**DATA FOR THE TASK:**
=== Section Start ===

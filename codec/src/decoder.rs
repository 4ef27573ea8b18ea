//! Read typed values back from a byte sequence.

use crate::{
    packing::{self, Packing},
    size, Config, Error, Read,
};
use bytes::Bytes;
use tracing::{debug, trace};

/// Reads values from a byte sequence in the order they were written by an
/// [crate::Encoder].
///
/// Reads that fail leave the cursor where it was before the call. The
/// sequence of reads is not recoverable after a failure however, so the
/// decoder should be discarded.
#[derive(Clone, Debug)]
pub struct Decoder {
    data: Bytes,
    index: usize,
    packing: Packing,
    cfg: Config,
}

// Fixed-width numeric reads, big-endian.
macro_rules! impl_read_numeric {
    ($($name:ident: $type:ty),* $(,)?) => {
        $(
            #[doc = concat!("Reads a big-endian `", stringify!($type), "`.")]
            #[inline]
            pub fn $name(&mut self) -> Result<$type, Error> {
                const LEN: usize = std::mem::size_of::<$type>();
                let raw = self.take(LEN)?;
                let mut array = [0u8; LEN];
                array.copy_from_slice(raw);
                Ok(<$type>::from_be_bytes(array))
            }
        )*
    };
}

impl Decoder {
    /// Creates a decoder over `data` with no limit on payload lengths.
    pub fn new(data: impl Into<Bytes>) -> Self {
        Self::with_cfg(data, Config::default())
    }

    /// Creates a decoder over `data` using `cfg`.
    pub fn with_cfg(data: impl Into<Bytes>, cfg: Config) -> Self {
        let data = data.into();
        trace!(len = data.len(), "created decoder");
        Self {
            data,
            index: 0,
            packing: Packing::Closed,
            cfg,
        }
    }

    /// Returns the length of the underlying byte sequence.
    pub fn len(&self) -> usize {
        self.data.len()
    }

    /// Returns true if the underlying byte sequence is empty.
    pub fn is_empty(&self) -> bool {
        self.data.is_empty()
    }

    /// Returns the cursor position.
    pub fn position(&self) -> usize {
        self.index
    }

    /// Returns the number of bytes after the cursor.
    pub fn remaining(&self) -> usize {
        self.data.len() - self.index
    }

    /// Consumes `len` bytes, failing without moving the cursor if fewer remain.
    fn take(&mut self, len: usize) -> Result<&[u8], Error> {
        self.packing = Packing::Closed;
        if len > self.remaining() {
            return Err(Error::EndOfBuffer);
        }
        let start = self.index;
        self.index += len;
        Ok(&self.data[start..self.index])
    }

    impl_read_numeric!(
        uint8: u8,
        uint16: u16,
        uint32: u32,
        uint64: u64,
        int8: i8,
        int16: i16,
        int32: i32,
        int64: i64,
        float32: f32,
        float64: f64,
    );

    /// Reads a `bool`.
    ///
    /// Mirrors [crate::Encoder::bool]: consecutive calls read successive bits
    /// of the same byte.
    pub fn bool(&mut self) -> Result<bool, Error> {
        if let Some((index, shift)) = self.packing.next_bit() {
            self.packing = Packing::Open { index, shift };
            return Ok(packing::bit(self.data[index], shift));
        }

        let byte = self.uint8()?;
        let index = self.index - 1;
        self.packing = Packing::Open { index, shift: 0 };
        Ok(packing::bit(byte, 0))
    }

    /// Reads a variable-length size.
    pub fn size(&mut self) -> Result<u64, Error> {
        self.packing = Packing::Closed;
        let mut rest = &self.data[self.index..];
        let value = size::read(&mut rest)?;
        self.index = self.data.len() - rest.len();
        Ok(value)
    }

    /// Reads a size and checks it against the configured length range.
    pub(crate) fn len_prefix(&mut self) -> Result<usize, Error> {
        let start = self.index;
        let len = self.size()?;
        let len = usize::try_from(len).map_err(|_| Error::SizeTooLarge(len))?;
        if !self.cfg.max_len.contains(len) {
            debug!(len, "rejected length outside configured range");
            self.index = start;
            return Err(Error::InvalidLength(len));
        }
        Ok(len)
    }

    /// Reads a size-prefixed byte payload.
    ///
    /// The returned [Bytes] shares memory with the decoder's sequence.
    pub fn bytes(&mut self) -> Result<Bytes, Error> {
        let start = self.index;
        let len = self.len_prefix()?;
        if len > self.remaining() {
            self.index = start;
            return Err(Error::EndOfBuffer);
        }
        let payload = self.data.slice(self.index..self.index + len);
        self.index += len;
        Ok(payload)
    }

    /// Reads a size-prefixed UTF-8 payload.
    ///
    /// Malformed sequences are replaced with `U+FFFD` rather than failing.
    pub fn string(&mut self) -> Result<String, Error> {
        let payload = self.bytes()?;
        Ok(String::from_utf8_lossy(&payload).into_owned())
    }

    /// Reads any value implementing [Read].
    pub fn get<T: Read>(&mut self) -> Result<T, Error> {
        T::read(self)
    }

    /// Returns true once the cursor has consumed the whole sequence.
    pub fn end(&self) -> bool {
        self.index >= self.data.len()
    }
}
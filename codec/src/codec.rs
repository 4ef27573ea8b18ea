//! Traits for composite values

use crate::{Config, Decoder, Encoder, Error};
use bytes::Bytes;

/// Trait for types that can be written to an [Encoder].
pub trait Write {
    /// Writes this value as a sequence of encoder calls.
    fn write(&self, encoder: &mut Encoder) -> Result<(), Error>;
}

/// Trait for types that can be read from a [Decoder].
///
/// Implementations must issue the same sequence of calls as the matching
/// [Write] implementation.
pub trait Read: Sized {
    /// Reads a value, advancing the decoder's cursor.
    fn read(decoder: &mut Decoder) -> Result<Self, Error>;
}

/// Extension trait for encoding a single value.
pub trait Encode: Write {
    /// Encodes this value into a standalone byte sequence.
    ///
    /// (Provided method).
    fn encode(&self) -> Result<Bytes, Error> {
        let mut encoder = Encoder::new();
        self.write(&mut encoder)?;
        Ok(encoder.end())
    }
}

// Automatically implement `Encode` for types that implement `Write`.
impl<T: Write + ?Sized> Encode for T {}

/// Extension trait for decoding a single value, ensuring the whole sequence is consumed.
pub trait Decode: Read {
    /// Decodes a value using the default [Config].
    ///
    /// (Provided method).
    fn decode(data: impl Into<Bytes>) -> Result<Self, Error> {
        Self::decode_cfg(data, Config::default())
    }

    /// Decodes a value using `cfg`, failing if any bytes remain unread.
    ///
    /// (Provided method).
    fn decode_cfg(data: impl Into<Bytes>, cfg: Config) -> Result<Self, Error> {
        let mut decoder = Decoder::with_cfg(data, cfg);
        let result = Self::read(&mut decoder)?;

        // Check that the sequence is fully consumed.
        let remaining = decoder.remaining();
        if remaining > 0 {
            return Err(Error::ExtraData(remaining));
        }
        Ok(result)
    }
}

// Automatically implement `Decode` for types that implement `Read`.
impl<T: Read> Decode for T {}

/// Trait for types that can be encoded and decoded.
pub trait Codec: Encode + Decode {}

// Automatically implement `Codec` for types that implement `Encode` and `Decode`.
impl<T: Encode + Decode> Codec for T {}
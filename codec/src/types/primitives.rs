//! Codec implementations for Rust primitive types.
//!
//! Integers and floats map onto the fixed-width encoder calls and are written
//! big-endian. `bool` maps onto [Encoder::bool], so adjacent booleans inside a
//! composite value (including `Option` presence flags) share a packing byte.

use crate::{Decoder, Encoder, Error, Read, Write};

// Numeric types implementation
macro_rules! impl_numeric {
    ($($type:ty => $method:ident),* $(,)?) => {
        $(
            impl Write for $type {
                #[inline]
                fn write(&self, encoder: &mut Encoder) -> Result<(), Error> {
                    encoder.$method(*self);
                    Ok(())
                }
            }

            impl Read for $type {
                #[inline]
                fn read(decoder: &mut Decoder) -> Result<Self, Error> {
                    decoder.$method()
                }
            }
        )*
    };
}

impl_numeric!(
    u8 => uint8,
    u16 => uint16,
    u32 => uint32,
    u64 => uint64,
    i8 => int8,
    i16 => int16,
    i32 => int32,
    i64 => int64,
    f32 => float32,
    f64 => float64,
    bool => bool,
);

// Option implementation
impl<T: Write> Write for Option<T> {
    #[inline]
    fn write(&self, encoder: &mut Encoder) -> Result<(), Error> {
        encoder.bool(self.is_some());
        if let Some(inner) = self {
            inner.write(encoder)?;
        }
        Ok(())
    }
}

impl<T: Read> Read for Option<T> {
    #[inline]
    fn read(decoder: &mut Decoder) -> Result<Self, Error> {
        if decoder.bool()? {
            Ok(Some(T::read(decoder)?))
        } else {
            Ok(None)
        }
    }
}
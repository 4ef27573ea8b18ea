//! Bit-packing state shared by [crate::Encoder] and [crate::Decoder].
//!
//! Consecutive `bool` calls share a single byte (up to 8 per byte). The state
//! is transitioned on every operation: a `bool` opens or advances it, while
//! any other operation closes it.

/// Number of booleans that fit in one packing byte.
pub const BOOLS_PER_BYTE: u8 = 8;

/// Whether the last operation left a packing byte open.
#[derive(Clone, Copy, Debug, Default, PartialEq, Eq)]
pub enum Packing {
    /// No packing byte is open. The next `bool` starts a new byte.
    #[default]
    Closed,

    /// The byte at `index` holds booleans in bits `0..=shift`.
    Open { index: usize, shift: u8 },
}

impl Packing {
    /// Returns the byte index and bit position for the next `bool`, if it
    /// can be stored in the currently open byte.
    #[inline]
    pub fn next_bit(&self) -> Option<(usize, u8)> {
        match *self {
            Self::Open { index, shift } if shift + 1 < BOOLS_PER_BYTE => Some((index, shift + 1)),
            _ => None,
        }
    }
}

/// Returns whether bit `shift` of `byte` is set.
#[inline]
pub fn bit(byte: u8, shift: u8) -> bool {
    byte & (1 << shift) != 0
}
//! Append typed values to a growing byte sequence.

use crate::{packing::Packing, size, Error, Write};
use bytes::{BufMut, Bytes, BytesMut};
use paste::paste;
use tracing::trace;

/// Accumulates typed writes into a byte sequence.
///
/// Every write returns the encoder itself so calls can be chained. Writes that
/// can fail (those emitting a size header) return a `Result` instead.
///
/// # Example
///
/// ```
/// use bitsparrow::{Decoder, Encoder};
///
/// let data = Encoder::new()
///     .uint8(200)
///     .string("hi")?
///     .bool(true)
///     .end();
///
/// let mut decoder = Decoder::new(data);
/// assert_eq!(decoder.uint8()?, 200);
/// assert_eq!(decoder.string()?, "hi");
/// assert!(decoder.bool()?);
/// assert!(decoder.end());
/// # Ok::<(), bitsparrow::Error>(())
/// ```
#[derive(Debug, Default)]
pub struct Encoder {
    buf: BytesMut,
    packing: Packing,
}

// Fixed-width numeric writes, big-endian.
macro_rules! impl_write_numeric {
    ($($name:ident: $type:ident),* $(,)?) => {
        $(
            #[doc = concat!("Writes a `", stringify!($type), "` in big-endian byte order.")]
            #[inline]
            pub fn $name(&mut self, value: $type) -> &mut Self {
                self.packing = Packing::Closed;
                paste! { self.buf.[<put_ $type>](value) };
                self
            }
        )*
    };
}

impl Encoder {
    /// Creates an empty encoder.
    pub fn new() -> Self {
        Self::default()
    }

    /// Creates an empty encoder with room for `capacity` bytes.
    pub fn with_capacity(capacity: usize) -> Self {
        Self {
            buf: BytesMut::with_capacity(capacity),
            packing: Packing::Closed,
        }
    }

    /// Returns the number of bytes written since the last [Encoder::end].
    pub fn len(&self) -> usize {
        self.buf.len()
    }

    /// Returns true if nothing was written since the last [Encoder::end].
    pub fn is_empty(&self) -> bool {
        self.buf.is_empty()
    }

    impl_write_numeric!(
        uint8: u8,
        uint16: u16,
        uint32: u32,
        uint64: u64,
        int8: i8,
        int16: i16,
        int32: i32,
        int64: i64,
        float32: f32,
        float64: f64,
    );

    /// Writes a `bool`.
    ///
    /// Consecutive calls (with no other write in between) are packed into the
    /// same byte, 8 to a byte, starting at bit 0.
    pub fn bool(&mut self, value: bool) -> &mut Self {
        if let Some((index, shift)) = self.packing.next_bit() {
            self.buf[index] |= (value as u8) << shift;
            self.packing = Packing::Open { index, shift };
            return self;
        }

        let index = self.buf.len();
        self.buf.put_u8(value as u8);
        self.packing = Packing::Open { index, shift: 0 };
        self
    }

    /// Writes a variable-length size.
    ///
    /// Fails if `value` exceeds [crate::MAX_SAFE_INTEGER].
    pub fn size(&mut self, value: u64) -> Result<&mut Self, Error> {
        self.packing = Packing::Closed;
        size::write(value, &mut self.buf)?;
        Ok(self)
    }

    /// Writes the length of `value` as a size followed by its raw bytes.
    pub fn bytes(&mut self, value: &[u8]) -> Result<&mut Self, Error> {
        self.size(value.len() as u64)?;
        self.buf.put_slice(value);
        Ok(self)
    }

    /// Writes `value` as UTF-8 [Encoder::bytes].
    pub fn string(&mut self, value: &str) -> Result<&mut Self, Error> {
        self.bytes(value.as_bytes())
    }

    /// Writes any value implementing [Write].
    pub fn put<T: Write + ?Sized>(&mut self, value: &T) -> Result<&mut Self, Error> {
        value.write(self)?;
        Ok(self)
    }

    /// Returns the bytes written so far and resets the encoder for reuse.
    pub fn end(&mut self) -> Bytes {
        self.packing = Packing::Closed;
        let data = self.buf.split().freeze();
        trace!(len = data.len(), "finalized encoder");
        data
    }
}

#[cfg(test)]
mod tests {
    use super::*;

    #[test]
    fn test_endianness() {
        let data = Encoder::new()
            .uint16(0x0102)
            .uint32(0x01020304)
            .float32(1.0)
            .end();
        assert_eq!(
            data,
            Bytes::from_static(&[0x01, 0x02, 0x01, 0x02, 0x03, 0x04, 0x3F, 0x80, 0x00, 0x00])
        );
    }

    #[test]
    fn test_int64_halves() {
        // High 32 bits first, then low 32 bits, two's complement.
        let data = Encoder::new().int64(-2).end();
        assert_eq!(data, &[0xFF, 0xFF, 0xFF, 0xFF, 0xFF, 0xFF, 0xFF, 0xFE][..]);

        let data = Encoder::new().uint64(0x0000_0001_0000_0002).end();
        assert_eq!(data, &[0x00, 0x00, 0x00, 0x01, 0x00, 0x00, 0x00, 0x02][..]);
    }

    #[test]
    fn test_bool_packing() {
        let data = Encoder::new()
            .bool(true)
            .bool(false)
            .bool(true)
            .bool(true)
            .bool(false)
            .bool(false)
            .bool(true)
            .bool(false)
            .end();
        assert_eq!(data, &[0b0100_1101][..]);
    }

    #[test]
    fn test_bool_ninth_opens_new_byte() {
        let mut encoder = Encoder::new();
        for _ in 0..9 {
            encoder.bool(true);
        }
        assert_eq!(encoder.end(), &[0xFF, 0x01][..]);
    }

    #[test]
    fn test_bool_interrupted() {
        let data = Encoder::new()
            .bool(true)
            .uint8(7)
            .bool(true)
            .bool(true)
            .end();
        assert_eq!(data, &[0x01, 0x07, 0x03][..]);
    }

    #[test]
    fn test_end_resets() {
        let mut encoder = Encoder::new();
        encoder.bool(true);
        assert_eq!(encoder.len(), 1);
        assert_eq!(encoder.end(), &[0x01][..]);
        assert!(encoder.is_empty());

        // Packing must not reach into the previous session.
        encoder.bool(true);
        assert_eq!(encoder.end(), &[0x01][..]);
        assert!(encoder.end().is_empty());
    }

    #[test]
    fn test_bytes_and_string() {
        let data = Encoder::new()
            .bytes(&[1, 2, 3])
            .unwrap()
            .string("hi")
            .unwrap()
            .end();
        assert_eq!(data, &[0x03, 1, 2, 3, 0x02, b'h', b'i'][..]);
    }

    #[test]
    fn test_size_too_large() {
        let mut encoder = Encoder::new();
        assert!(matches!(
            encoder.size(crate::MAX_SAFE_INTEGER + 1),
            Err(Error::SizeTooLarge(_))
        ));
        assert!(encoder.is_empty());
    }
}
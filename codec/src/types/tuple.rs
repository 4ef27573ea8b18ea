//! Implementations for tuples.

use crate::{Decoder, Encoder, Error, Read, Write};
use paste::paste;

// Each element is written in order, with no framing between them.
macro_rules! impl_codec_for_tuple {
    ($($index:literal),*) => {
        paste! {
            impl<$( [<T $index>]: Write ),*> Write for ( $( [<T $index>], )* ) {
                #[inline]
                fn write(&self, encoder: &mut Encoder) -> Result<(), Error> {
                    $( self.$index.write(encoder)?; )*
                    Ok(())
                }
            }

            impl<$( [<T $index>]: Read ),*> Read for ( $( [<T $index>], )* ) {
                #[inline]
                fn read(decoder: &mut Decoder) -> Result<Self, Error> {
                    Ok(( $( [<T $index>]::read(decoder)?, )* ))
                }
            }
        }
    };
}

impl_codec_for_tuple!(0);
impl_codec_for_tuple!(0, 1);
impl_codec_for_tuple!(0, 1, 2);
impl_codec_for_tuple!(0, 1, 2, 3);
impl_codec_for_tuple!(0, 1, 2, 3, 4);
impl_codec_for_tuple!(0, 1, 2, 3, 4, 5);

=== Section End ===

**WHAT IS EXPECTED:** Pull each line containing "rest" from the records.

**OUTPUT BELOW:**
        let mut rest = &self.data[self.index..];
        let value = size::read(&mut rest)?;
        self.index = self.data.len() - rest.len();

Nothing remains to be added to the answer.